Description of the task: Every entry is to be written out word for word.

Material supplied:

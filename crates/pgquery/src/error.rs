//! Error types for pgquery

use thiserror::Error;

/// Result type alias for pgquery operations
pub type DbResult<T> = Result<T, DbError>;

/// Error types for query construction and execution
#[derive(Debug, Error)]
pub enum DbError {
    /// A table or column name failed identifier validation
    #[error("Invalid identifier '{name}': every segment must match {pattern}")]
    InvalidIdentifier { name: String, pattern: &'static str },

    /// A comparison operator outside the allow-list
    #[error("Invalid operator '{0}'")]
    InvalidOperator(String),

    /// A value that cannot be bound as a scalar parameter
    #[error("Invalid value: {0}")]
    InvalidValue(String),

    /// WHERE clauses that cannot be expressed as an equality condition map
    #[error("Unsupported condition for keyed update/delete: {}", .0.join(", "))]
    UnsupportedCondition(Vec<String>),

    /// Validation error
    #[error("Validation error: {0}")]
    Validation(String),

    /// Database connection error
    #[error("Connection error: {0}")]
    Connection(String),

    /// Query execution error
    #[error("Query error: {0}")]
    Query(#[from] tokio_postgres::Error),

    /// Row not found
    #[error("Not found: {0}")]
    NotFound(String),

    /// Unique constraint violation
    #[error("Unique constraint violation: {0}")]
    UniqueViolation(String),

    /// Foreign key constraint violation
    #[error("Foreign key violation: {0}")]
    ForeignKeyViolation(String),

    /// Check constraint violation
    #[error("Check constraint violation: {0}")]
    CheckViolation(String),

    /// Row decode/mapping error
    #[error("Decode error on column '{column}': {message}")]
    Decode { column: String, message: String },

    /// Transaction state error (nested begin, commit without begin, ...)
    #[error("Transaction error: {0}")]
    Transaction(String),

    /// Query timeout error
    #[error("Query timeout after {0:?}")]
    Timeout(std::time::Duration),

    /// Other errors
    #[error("{0}")]
    Other(String),
}

impl DbError {
    /// Create an invalid identifier error for `name`.
    pub fn invalid_identifier(name: impl Into<String>) -> Self {
        Self::InvalidIdentifier {
            name: name.into(),
            pattern: crate::ident::IDENT_PATTERN,
        }
    }

    /// Create a decode error for a specific column
    pub fn decode(column: impl Into<String>, message: impl Into<String>) -> Self {
        Self::Decode {
            column: column.into(),
            message: message.into(),
        }
    }

    /// Create a not found error
    pub fn not_found(message: impl Into<String>) -> Self {
        Self::NotFound(message.into())
    }

    /// Create a validation error
    pub fn validation(message: impl Into<String>) -> Self {
        Self::Validation(message.into())
    }

    /// Create a transaction state error
    pub fn transaction(message: impl Into<String>) -> Self {
        Self::Transaction(message.into())
    }

    /// Check if this is an identifier validation error
    pub fn is_invalid_identifier(&self) -> bool {
        matches!(self, Self::InvalidIdentifier { .. })
    }

    /// Check if this is a unique violation error
    pub fn is_unique_violation(&self) -> bool {
        matches!(self, Self::UniqueViolation(_))
    }

    /// Check if this is a not found error
    pub fn is_not_found(&self) -> bool {
        matches!(self, Self::NotFound(_))
    }

    /// Check if this is a timeout error
    pub fn is_timeout(&self) -> bool {
        matches!(self, Self::Timeout(_))
    }

    /// Parse a tokio_postgres error into a more specific DbError
    pub fn from_db_error(err: tokio_postgres::Error) -> Self {
        if let Some(db_err) = err.as_db_error() {
            let constraint = db_err.constraint().unwrap_or("unknown");
            let message = db_err.message();

            match db_err.code().code() {
                "23505" => return Self::UniqueViolation(format!("{}: {}", constraint, message)),
                "23503" => {
                    return Self::ForeignKeyViolation(format!("{}: {}", constraint, message));
                }
                "23514" => return Self::CheckViolation(format!("{}: {}", constraint, message)),
                _ => {}
            }
        }
        Self::Query(err)
    }
}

Your solution:
filename crates/pgquery/src/error.rs
//! Error types for pgquery

use thiserror::Error;

/// Result type alias for pgquery operations
pub type DbResult<T> = Result<T, DbError>;

/// Error types for query construction and execution
#[derive(Debug, Error)]
pub enum DbError {
    /// A table or column name failed identifier validation
    #[error("Invalid identifier '{name}': every segment must match {pattern}")]
    InvalidIdentifier { name: String, pattern: &'static str },

    /// A comparison operator outside the allow-list
    #[error("Invalid operator '{0}'")]
    InvalidOperator(String),

    /// A value that cannot be bound as a scalar parameter
    #[error("Invalid value: {0}")]
    InvalidValue(String),

    /// WHERE clauses that cannot be expressed as an equality condition map
    #[error("Unsupported condition for keyed update/delete: {}", .0.join(", "))]
    UnsupportedCondition(Vec<String>),

    /// Validation error
    #[error("Validation error: {0}")]
    Validation(String),

    /// Database connection error
    #[error("Connection error: {0}")]
    Connection(String),

    /// Query execution error
    #[error("Query error: {0}")]
    Query(#[from] tokio_postgres::Error),

    /// Row not found
    #[error("Not found: {0}")]
    NotFound(String),

    /// Unique constraint violation
    #[error("Unique constraint violation: {0}")]
    UniqueViolation(String),

    /// Foreign key constraint violation
    #[error("Foreign key violation: {0}")]
    ForeignKeyViolation(String),

    /// Check constraint violation
    #[error("Check constraint violation: {0}")]
    CheckViolation(String),

    /// Row decode/mapping error
    #[error("Decode error on column '{column}': {message}")]
    Decode { column: String, message: String },

    /// Transaction state error (nested begin, commit without begin, ...)
    #[error("Transaction error: {0}")]
    Transaction(String),

    /// Query timeout error
    #[error("Query timeout after {0:?}")]
    Timeout(std::time::Duration),

    /// Other errors
    #[error("{0}")]
    Other(String),
}

impl DbError {
    /// Create an invalid identifier error for `name`.
    pub fn invalid_identifier(name: impl Into<String>) -> Self {
        Self::InvalidIdentifier {
            name: name.into(),
            pattern: crate::ident::IDENT_PATTERN,
        }
    }

    /// Create a decode error for a specific column
    pub fn decode(column: impl Into<String>, message: impl Into<String>) -> Self {
        Self::Decode {
            column: column.into(),
            message: message.into(),
        }
    }

    /// Create a not found error
    pub fn not_found(message: impl Into<String>) -> Self {
        Self::NotFound(message.into())
    }

    /// Create a validation error
    pub fn validation(message: impl Into<String>) -> Self {
        Self::Validation(message.into())
    }

    /// Create a transaction state error
    pub fn transaction(message: impl Into<String>) -> Self {
        Self::Transaction(message.into())
    }

    /// Check if this is an identifier validation error
    pub fn is_invalid_identifier(&self) -> bool {
        matches!(self, Self::InvalidIdentifier { .. })
    }

    /// Check if this is a unique violation error
    pub fn is_unique_violation(&self) -> bool {
        matches!(self, Self::UniqueViolation(_))
    }

    /// Check if this is a not found error
    pub fn is_not_found(&self) -> bool {
        matches!(self, Self::NotFound(_))
    }

    /// Check if this is a timeout error
    pub fn is_timeout(&self) -> bool {
        matches!(self, Self::Timeout(_))
    }

    /// Parse a tokio_postgres error into a more specific DbError
    pub fn from_db_error(err: tokio_postgres::Error) -> Self {
        if let Some(db_err) = err.as_db_error() {
            let constraint = db_err.constraint().unwrap_or("unknown");
            let message = db_err.message();

            match db_err.code().code() {
                "23505" => return Self::UniqueViolation(format!("{}: {}", constraint, message)),
                "23503" => {
                    return Self::ForeignKeyViolation(format!("{}: {}", constraint, message));
                }
                "23514" => return Self::CheckViolation(format!("{}: {}", constraint, message)),
                _ => {}
            }
        }
        Self::Query(err)
    }
}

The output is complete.